Wednesday, September 21, 2011

Prime Numbers (part 1) : Primality test

For those who don't know me, I 'm a big fan of prime numbers. I always like the problems related to it. Prime numbers always have interesting properties that used a lot in algorithmic problems. There will be a series of posts about prime numbers and here is the first.

Prime numbers are the numbers that are only divisible by 1 and itself.
The first ten primes are 2, 3, 5, 7, 11, 13, 17, 19, 23, 29. There are infinite number of prime numbers.

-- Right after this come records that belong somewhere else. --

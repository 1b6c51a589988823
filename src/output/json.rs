use serde::Serialize;

/// Wrap any serializable value in a standard JSON envelope.
#[derive(Serialize)]
pub struct JsonEnvelope<T: Serialize> {
    pub ok: bool,
    #[serde(skip_serializing_if = "Option::is_none")]
    pub data: Option<T>,
    #[serde(skip_serializing_if = "Option::is_none")]
    pub error: Option<String>,
}

impl<T: Serialize> JsonEnvelope<T> {
    pub fn success(data: T) -> Self {
        Self {
            ok: true,
            data: Some(data),
            error: None,
        }
    }
}

impl JsonEnvelope<()> {
    pub fn error(message: String) -> Self {
        Self {
            ok: false,
            data: None,
            error: Some(message),
        }
    }
}
//! Starter Markdown for a new member profile, per language.
//!
//! Each template exercises the full tag set so a freshly created profile
//! shows every affordance the renderer supports.

use crate::locale::Locale;

const MEMBER_EN: &str = r#"## Profile

[Introduce your research background and academic experience here]

## Research Areas

{{research: Machine Learning, Deep Learning, Computer Vision#3b82f6, Natural Language Processing}}

## Homepage

{{github: https://github.com/your-username}}
{{scholar: https://scholar.google.com/citations?user=YOUR_ID}}
{{linkedin: https://linkedin.com/in/your-profile}}
{{researchgate: https://researchgate.net/profile/your-profile}}
{{website: https://your-personal-website.com}}

## Education

- **Year-Year**: Degree, Institution Name
- **Year-Year**: Degree, Institution Name

## Representative Achievements

### Lab Publications
{{papers: 1,2,3}}

### Other Publications
- [Paper Title], [Journal/Conference Name], [Publication Year]
- [Paper Title], [Journal/Conference Name], [Publication Year]

### Project Experience
- **Project Name**: [Project Description] ([Start Year-End Year])
"#;

const MEMBER_ZH: &str = r#"## 个人简介

[在此处介绍您的研究背景和学术经历]

## 研究领域

{{research: 机器学习, 深度学习, 计算机视觉, 自然语言处理#10b981}}

## 个人主页

{{github: https://github.com/your-username}}
{{scholar: https://scholar.google.com/citations?user=YOUR_ID}}
{{linkedin: https://linkedin.com/in/your-profile}}
{{researchgate: https://researchgate.net/profile/your-profile}}
{{website: https://your-personal-website.com}}

## 教育背景

- **年份-年份**: 学位, 学校/机构名称
- **年份-年份**: 学位, 学校/机构名称

## 代表性成果

### 实验室论文
{{papers: 1,2,3}}

### 其他论文发表
- [论文标题], [期刊/会议名称], [发表年份]
- [论文标题], [期刊/会议名称], [发表年份]

### 项目经历
- **项目名称**: [项目描述] ([起始年份-结束年份])
"#;

const MEMBER_ZH_TW: &str = r#"## 個人簡介

[在此處介紹您的研究背景和學術經歷]

## 研究領域

{{research: 機器學習, 深度學習, 計算機視覺, 自然語言處理#10b981}}

## 個人主頁

{{github: https://github.com/your-username}}
{{scholar: https://scholar.google.com/citations?user=YOUR_ID}}
{{linkedin: https://linkedin.com/in/your-profile}}
{{researchgate: https://researchgate.net/profile/your-profile}}
{{website: https://your-personal-website.com}}

## 教育背景

- **年份-年份**: 學位, 學校/機構名稱
- **年份-年份**: 學位, 學校/機構名稱

## 代表性成果

### 實驗室論文
{{papers: 1,2,3}}

### 其他論文發表
- [論文標題], [期刊/會議名稱], [發表年份]
- [論文標題], [期刊/會議名稱], [發表年份]

### 項目經歷
- **項目名稱**: [項目描述] ([起始年份-結束年份])
"#;

/// The starter profile for the given language.
pub fn member_template(locale: Locale) -> &'static str {
    match locale {
        Locale::En => MEMBER_EN,
        Locale::Zh => MEMBER_ZH,
        Locale::ZhTw => MEMBER_ZH_TW,
    }
}
use clap::Args;
use serde::Serialize;

use crate::error::{RenderError, Result};
use crate::locale::Locale;
use crate::output::json::JsonEnvelope;
use crate::templates;

#[derive(Args)]
pub struct TemplateArgs {
    /// Template language (en, zh, zh-TW)
    #[arg(long, default_value = "en")]
    pub lang: String,
}

#[derive(Serialize)]
struct TemplateReport {
    language: String,
    template: String,
}

pub fn run(args: &TemplateArgs, json: bool) -> Result<()> {
    let locale = Locale::parse(&args.lang).ok_or_else(|| RenderError::ConfigInvalid {
        message: format!(
            "unsupported language `{}`. Supported: en, zh, zh-TW",
            args.lang
        ),
    })?;
    let body = templates::member_template(locale);

    if json {
        let report = TemplateReport {
            language: locale.as_str().to_string(),
            template: body.to_string(),
        };
        println!(
            "{}",
            serde_json::to_string_pretty(&JsonEnvelope::success(report))
                .expect("failed to serialize output")
        );
    } else {
        print!("{body}");
    }

    Ok(())
}
//! Research-area tag content: `A, B#ff0000, C[bg:#000000]`.
//!
//! Labels become colored chips. A trailing `#RRGGBB` on a label sets that
//! chip's color explicitly; otherwise the chip color cycles through the
//! configured palette by list position. A trailing `[bg:#RRGGBB]` directive
//! sets a background for the whole group.

use serde::Serialize;

use crate::config::defaults;

/// One rendered chip.
#[derive(Debug, Clone, PartialEq, Eq, Serialize)]
pub struct AreaChip {
    pub label: String,
    /// Chip background and border, `#RRGGBB`.
    pub color: String,
    /// Chip foreground, `#RRGGBB`.
    pub text_color: String,
}

/// Parsed research tag, ready for the template.
#[derive(Debug, Clone, PartialEq, Eq, Serialize)]
pub struct ResearchSpec {
    pub areas: Vec<AreaChip>,
    /// Optional background for the whole group.
    pub background: Option<String>,
}

/// Parse tag content into chips. Returns `None` when no labels remain after
/// trimming, in which case the tag renders nothing.
///
/// The cycle index is the label's position in the list, advancing past
/// explicitly colored labels too.
pub fn parse_spec(content: &str, palette: &[String]) -> Option<ResearchSpec> {
    let trimmed = content.trim();
    let (list, background) = split_group_background(trimmed);

    let mut areas = Vec::new();
    let items = list.split(',').map(str::trim).filter(|s| !s.is_empty());
    for (position, item) in items.enumerate() {
        let (label, explicit) = split_explicit_color(item);
        if label.is_empty() {
            continue;
        }
        let chip = match explicit {
            Some(color) => {
                let text_color = contrast_foreground(&color).to_string();
                AreaChip {
                    label: label.to_string(),
                    color,
                    text_color,
                }
            }
            None => AreaChip {
                label: label.to_string(),
                color: palette[position % palette.len()].clone(),
                text_color: defaults::PALETTE_FOREGROUND.to_string(),
            },
        };
        areas.push(chip);
    }

    if areas.is_empty() {
        return None;
    }
    Some(ResearchSpec { areas, background })
}

/// Split a trailing `[bg:#RRGGBB]` directive off the label list.
/// A malformed directive is left in place and treated as label text.
fn split_group_background(content: &str) -> (&str, Option<String>) {
    const MARKER: &str = "[bg:#";
    if let Some(idx) = content.rfind(MARKER) {
        let hex_start = idx + MARKER.len();
        let rest = &content[hex_start..];
        if rest.len() == 7 && rest.ends_with(']') && is_hex_color(&rest[..6]) {
            let list = content[..idx].trim_end();
            return (list, Some(format!("#{}", &rest[..6])));
        }
    }
    (content, None)
}

/// Split a trailing `#RRGGBB` off one label. Anything that is not exactly a
/// `#` plus six hex digits stays part of the label.
fn split_explicit_color(item: &str) -> (&str, Option<String>) {
    if item.len() >= 7 {
        let split = item.len() - 7;
        // '#' is ASCII, so a match can't land inside a multibyte character.
        if item.as_bytes()[split] == b'#' && is_hex_color(&item[split + 1..]) {
            return (item[..split].trim_end(), Some(item[split..].to_string()));
        }
    }
    (item, None)
}

/// Exactly six hex digits.
fn is_hex_color(hex: &str) -> bool {
    hex.len() == 6 && hex.bytes().all(|b| b.is_ascii_hexdigit())
}

/// Black or white, whichever reads against the given `#RRGGBB` background.
/// Standard luma weights; backgrounds with luminance below 128 get white text.
fn contrast_foreground(color: &str) -> &'static str {
    let (Some(r), Some(g), Some(b)) = (
        hex_channel(color, 1),
        hex_channel(color, 3),
        hex_channel(color, 5),
    ) else {
        return defaults::PALETTE_FOREGROUND;
    };
    let luma = (299 * r + 587 * g + 114 * b) / 1000;
    if luma < 128 {
        "#ffffff"
    } else {
        "#000000"
    }
}

fn hex_channel(color: &str, at: usize) -> Option<u32> {
    u32::from_str_radix(color.get(at..at + 2)?, 16).ok()
}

Given a number n we need to check if  this number is a prime or not.
By definition the number is prime if it isn't divisible by any number other than 1 and itself, so what we need is to check the numbers from 2 to n-1 and if n is divisible by any number of them then n is not a  prime.
This algorithm runs in O(n) time which is not feasible for large number. It's obvious that any even number other than 2 is not a prime number and we need only to check for the odd divisors of n as in is always odd. Can we still do better ? . it's also obvious that n is not divisible by any number greater than n/2 so we can check only the numbers from 2 to n/2.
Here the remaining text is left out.